(Stored data)
//! # notifyhub-app
//!
//! The application layer: queue items and handles, the dispatcher contract
//! over platform adapters, the elastic worker pool, the callback registry,
//! and the async executor that ties them together behind `ScheduleAsync`/
//! `ScheduleBatch`.
//!
//! ## Dependency Rules
//!
//! - Depends on `domain`, `shared`, `queue`, and `ports` (the adapter trait)
//! - No dependency on concrete adapters, config, or the facade crate

#![deny(clippy::unwrap_used)]
#![deny(clippy::expect_used)]

pub mod batch_registry;
pub mod callback_registry;
pub mod dispatcher;
pub mod executor;
pub mod handle;
pub mod handle_registry;
pub mod queue_item;
pub mod worker_pool;

pub use batch_registry::BatchRegistry;
pub use callback_registry::{
    CallbackKind, CallbackRegistry, CallbackRegistryConfig, CallbackRegistryStats, CallbackRetryPolicy, CallbackSet,
    DeadLetter, ExecutionState, PerfSnapshot,
};
pub use dispatcher::{DefaultDispatcher, Dispatcher};
pub use executor::{AsyncExecutor, AsyncOption, ExecutorConfig, ExecutorStats, DEFAULT_QUEUE_CAPACITY};
pub use handle::{AlreadyTerminal, AsyncResult, BatchHandle, BatchProgress, Handle, HandleSnapshot};
pub use handle_registry::{HandleRegistry, DEFAULT_CAPACITY as DEFAULT_HANDLE_CAPACITY, DEFAULT_TTL as DEFAULT_HANDLE_TTL};
pub use queue_item::{BatchInfo, DelayedItem, QueueItem};
pub use worker_pool::{
    HealthEvent, LoadBalancerStrategy, TimeoutExceeded, WorkerAffinity, WorkerPool, WorkerPoolConfig, WorkerState,
    WorkerStats,
};

/// Returns the application crate version.
#[must_use]
pub const fn app_crate_version() -> &'static str {
    env!("CARGO_PKG_VERSION")
}

#[cfg(test)]
mod tests {
    use super::*;

    #[test]
    fn app_crate_compiles() {
        let version = app_crate_version();
        assert!(!version.is_empty());
    }
}
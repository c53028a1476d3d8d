//! Platform adapter selection and construction from environment-sourced
//! credentials.
//!
//! Mirrors the teacher's provider-factory shape (a handful of named
//! constructors plus one "build whatever is configured" entry point) but
//! keyed off environment variables rather than the versioned config schema:
//! relay hosts and secrets don't belong in a document meant to be checked
//! into source control and exported as a JSON schema.

use notifyhub_adapters::{ChatPayloadFormat, ChatWebhookAdapter, SmsAdapter, SmtpAdapter, WebhookAdapter};
use notifyhub_ports::PlatformAdapter;
use notifyhub_shared::{ErrorCode, ErrorEnvelope, Result};
use std::collections::BTreeMap;
use std::sync::Arc;
use std::time::Duration;

const DEFAULT_ADAPTER_TIMEOUT: Duration = Duration::from_secs(10);

/// Env var: SMTP relay host (e.g. `smtp.example.com:587`).
pub const ENV_SMTP_RELAY: &str = "NOTIFYHUB_SMTP_RELAY";
/// Env var: SMTP username.
pub const ENV_SMTP_USERNAME: &str = "NOTIFYHUB_SMTP_USERNAME";
/// Env var: SMTP password.
pub const ENV_SMTP_PASSWORD: &str = "NOTIFYHUB_SMTP_PASSWORD";
/// Env var: SMTP from address.
pub const ENV_SMTP_FROM: &str = "NOTIFYHUB_SMTP_FROM";

/// Env var: SMS REST endpoint base URL (e.g. `https://api.twilio.com/2010-04-01`).
pub const ENV_SMS_ENDPOINT: &str = "NOTIFYHUB_SMS_ENDPOINT";
/// Env var: SMS account SID.
pub const ENV_SMS_ACCOUNT_SID: &str = "NOTIFYHUB_SMS_ACCOUNT_SID";
/// Env var: SMS auth token.
pub const ENV_SMS_AUTH_TOKEN: &str = "NOTIFYHUB_SMS_AUTH_TOKEN";
/// Env var: SMS from number (E.164).
pub const ENV_SMS_FROM_NUMBER: &str = "NOTIFYHUB_SMS_FROM_NUMBER";

fn missing_var_error(name: &'static str) -> ErrorEnvelope {
    ErrorEnvelope::expected(ErrorCode::new("infra", "missing_env_var"), format!("missing required environment variable: {name}"))
        .with_metadata("variable", name)
}

fn required<'a>(env: &'a BTreeMap<String, String>, name: &'static str) -> Result<&'a str> {
    env.get(name).map(String::as_str).filter(|value| !value.is_empty()).ok_or_else(|| missing_var_error(name))
}

/// Build the SMTP adapter (registered as platform `"smtp"`) from
/// `NOTIFYHUB_SMTP_*` environment variables.
///
/// # Errors
/// Returns an error if a required variable is missing, the relay host
/// cannot be resolved into a transport, or `from_address` is not a valid
/// mailbox.
pub fn build_smtp_adapter(env: &BTreeMap<String, String>) -> Result<Arc<dyn PlatformAdapter>> {
    let relay = required(env, ENV_SMTP_RELAY)?;
    let username = required(env, ENV_SMTP_USERNAME)?.to_string();
    let password = required(env, ENV_SMTP_PASSWORD)?.to_string();
    let from = required(env, ENV_SMTP_FROM)?;
    Ok(Arc::new(SmtpAdapter::new("smtp", relay, username, password, from)?))
}

/// Build the SMS adapter (registered as platform `"sms"`) from
/// `NOTIFYHUB_SMS_*` environment variables.
///
/// # Errors
/// Returns an error if a required variable is missing, or the underlying
/// HTTP client fails to build.
pub fn build_sms_adapter(env: &BTreeMap<String, String>) -> Result<Arc<dyn PlatformAdapter>> {
    let endpoint = required(env, ENV_SMS_ENDPOINT)?.to_string();
    let account_sid = required(env, ENV_SMS_ACCOUNT_SID)?.to_string();
    let auth_token = required(env, ENV_SMS_AUTH_TOKEN)?.to_string();
    let from_number = required(env, ENV_SMS_FROM_NUMBER)?.to_string();
    Ok(Arc::new(SmsAdapter::new("sms", endpoint, account_sid, auth_token, from_number, DEFAULT_ADAPTER_TIMEOUT)?))
}

/// Build the generic webhook adapter, registered as platform `"webhook"`.
/// Needs no credentials: the destination URL travels in `Target::value`.
///
/// # Errors
/// Returns an error if the underlying HTTP client fails to build.
pub fn build_webhook_adapter() -> Result<Arc<dyn PlatformAdapter>> {
    Ok(Arc::new(WebhookAdapter::new("webhook", DEFAULT_ADAPTER_TIMEOUT)?))
}

/// Build the chat-webhook adapters, one per well-known payload shape:
/// `"slack"`, `"discord"`, and a vendor-neutral `"chat"`. Like the generic
/// webhook adapter, these need no credentials.
///
/// # Errors
/// Returns an error if any underlying HTTP client fails to build.
pub fn build_chat_webhook_adapters() -> Result<Vec<Arc<dyn PlatformAdapter>>> {
    Ok(vec![
        Arc::new(ChatWebhookAdapter::new("slack", ChatPayloadFormat::Slack, DEFAULT_ADAPTER_TIMEOUT)?),
        Arc::new(ChatWebhookAdapter::new("discord", ChatPayloadFormat::Discord, DEFAULT_ADAPTER_TIMEOUT)?),
        Arc::new(ChatWebhookAdapter::new("chat", ChatPayloadFormat::Generic, DEFAULT_ADAPTER_TIMEOUT)?),
    ])
}

/// Build every platform adapter this deployment has credentials for.
///
/// The generic webhook and chat-webhook adapters are always included (they
/// need no credentials beyond the target's own URL). SMTP is included only
/// when [`ENV_SMTP_RELAY`] is set; SMS only when [`ENV_SMS_ENDPOINT`] is set.
///
/// # Errors
/// Returns an error only when an adapter whose credentials *are* present
/// fails to construct (e.g. an invalid relay host or from-address).
pub fn build_configured_adapters(env: &BTreeMap<String, String>) -> Result<Vec<Arc<dyn PlatformAdapter>>> {
    let mut adapters = vec![build_webhook_adapter()?];
    adapters.extend(build_chat_webhook_adapters()?);

    if env.contains_key(ENV_SMTP_RELAY) {
        adapters.push(build_smtp_adapter(env)?);
    }
    if env.contains_key(ENV_SMS_ENDPOINT) {
        adapters.push(build_sms_adapter(env)?);
    }

    Ok(adapters)
}
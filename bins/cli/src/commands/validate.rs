//! Validate command handler: check a send-message request without sending it.

use crate::error::{CliError, ExitCode};
use crate::format::OutputMode;
use crate::{CliOutput, format_error_output, infra_exit_code};

/// Run the validate command: parse and validate `input_json` as a
/// [`notifyhub_facade::SendMessageRequest`], reporting ok or the first
/// validation failure.
pub fn run_validate(mode: OutputMode, input_json: &str) -> Result<CliOutput, CliError> {
    let message = match notifyhub_facade::validate_send_message_request_json(input_json) {
        Ok(message) => message,
        Err(error) => return Ok(format_error_output(mode, &error, infra_exit_code(&error))),
    };

    let stdout = if mode.is_ndjson() {
        let mut out = serde_json::to_string(&serde_json::json!({
            "type": "summary",
            "status": "ok",
            "kind": "validate",
            "messageId": message.id.as_str(),
            "targets": message.targets.len(),
        }))?;
        out.push('\n');
        out
    } else if mode.is_json() {
        let mut out = serde_json::to_string_pretty(&serde_json::json!({
            "status": "ok",
            "messageId": message.id.as_str(),
            "targets": message.targets.len(),
        }))?;
        out.push('\n');
        out
    } else {
        format!("status: ok\nmessageId: {}\ntargets: {}\n", message.id, message.targets.len())
    };

    Ok(CliOutput {
        stdout,
        stderr: String::new(),
        exit_code: ExitCode::Ok,
    })
}
//! Health command handler: liveness check across every registered adapter.

use super::support::{build_adapters, build_config, collect_scoped_env, parse_overrides};
use crate::error::{CliError, ExitCode};
use crate::format::OutputMode;
use crate::{CliOutput, format_error_output, infra_exit_code};
use notifyhub_facade::Client;
use std::path::Path;

/// Run the health command: call every registered adapter's health check and
/// report per-platform outcomes.
pub async fn run_health(mode: OutputMode, config_path: Option<&Path>, overrides_json: Option<&str>) -> Result<CliOutput, CliError> {
    let overrides = parse_overrides(overrides_json)?;
    let env = collect_scoped_env("NOTIFYHUB_");

    let config = match build_config(config_path, overrides.as_ref()) {
        Ok(config) => config,
        Err(error) => return Ok(format_error_output(mode, &error, infra_exit_code(&error))),
    };
    let adapters = match build_adapters(&env) {
        Ok(adapters) => adapters,
        Err(error) => return Ok(format_error_output(mode, &error, infra_exit_code(&error))),
    };

    let client = Client::new(&config, adapters);
    let results = client.health().await;

    let mut healthy = true;
    let mut per_platform = serde_json::Map::new();
    for (platform, outcome) in &results {
        match outcome {
            Ok(()) => {
                per_platform.insert(platform.clone(), serde_json::json!({"status": "ok"}));
            },
            Err(error) => {
                healthy = false;
                let api_error = notifyhub_facade::error_envelope_to_api_v1_error(error, None);
                per_platform.insert(platform.clone(), serde_json::json!({"status": "error", "error": api_error}));
            },
        }
    }

    let stdout = if mode.is_ndjson() {
        let mut out = serde_json::to_string(&serde_json::json!({
            "type": "summary",
            "status": if healthy { "ok" } else { "degraded" },
            "kind": "health",
            "platforms": per_platform,
        }))?;
        out.push('\n');
        out
    } else if mode.is_json() {
        let mut out = serde_json::to_string_pretty(&serde_json::json!({
            "status": if healthy { "ok" } else { "degraded" },
            "platforms": per_platform,
        }))?;
        out.push('\n');
        out
    } else {
        let mut out = format!("status: {}\n", if healthy { "ok" } else { "degraded" });
        let mut names: Vec<&String> = results.keys().collect();
        names.sort();
        for name in names {
            let status = if results[name].is_ok() { "ok" } else { "error" };
            out.push_str(&format!("{name}: {status}\n"));
        }
        out
    };

    Ok(CliOutput {
        stdout,
        stderr: String::new(),
        exit_code: ExitCode::Ok,
    })
}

> Task statement: Reproduce only the lines above, starting at the line with "pub fn build_sms_adapter(env: &BTreeMap<String, String>)" and ending at the line with "is included only", exactly as written.

> Response for this exercise:
pub fn build_sms_adapter(env: &BTreeMap<String, String>) -> Result<Arc<dyn PlatformAdapter>> {
    let endpoint = required(env, ENV_SMS_ENDPOINT)?.to_string();
    let account_sid = required(env, ENV_SMS_ACCOUNT_SID)?.to_string();
    let auth_token = required(env, ENV_SMS_AUTH_TOKEN)?.to_string();
    let from_number = required(env, ENV_SMS_FROM_NUMBER)?.to_string();
    Ok(Arc::new(SmsAdapter::new("sms", endpoint, account_sid, auth_token, from_number, DEFAULT_ADAPTER_TIMEOUT)?))
}

/// Build the generic webhook adapter, registered as platform `"webhook"`.
/// Needs no credentials: the destination URL travels in `Target::value`.
///
/// # Errors
/// Returns an error if the underlying HTTP client fails to build.
pub fn build_webhook_adapter() -> Result<Arc<dyn PlatformAdapter>> {
    Ok(Arc::new(WebhookAdapter::new("webhook", DEFAULT_ADAPTER_TIMEOUT)?))
}

/// Build the chat-webhook adapters, one per well-known payload shape:
/// `"slack"`, `"discord"`, and a vendor-neutral `"chat"`. Like the generic
/// webhook adapter, these need no credentials.
///
/// # Errors
/// Returns an error if any underlying HTTP client fails to build.
pub fn build_chat_webhook_adapters() -> Result<Vec<Arc<dyn PlatformAdapter>>> {
    Ok(vec![
        Arc::new(ChatWebhookAdapter::new("slack", ChatPayloadFormat::Slack, DEFAULT_ADAPTER_TIMEOUT)?),
        Arc::new(ChatWebhookAdapter::new("discord", ChatPayloadFormat::Discord, DEFAULT_ADAPTER_TIMEOUT)?),
        Arc::new(ChatWebhookAdapter::new("chat", ChatPayloadFormat::Generic, DEFAULT_ADAPTER_TIMEOUT)?),
    ])
}

/// Build every platform adapter this deployment has credentials for.
///
/// The generic webhook and chat-webhook adapters are always included (they
/// need no credentials beyond the target's own URL). SMTP is included only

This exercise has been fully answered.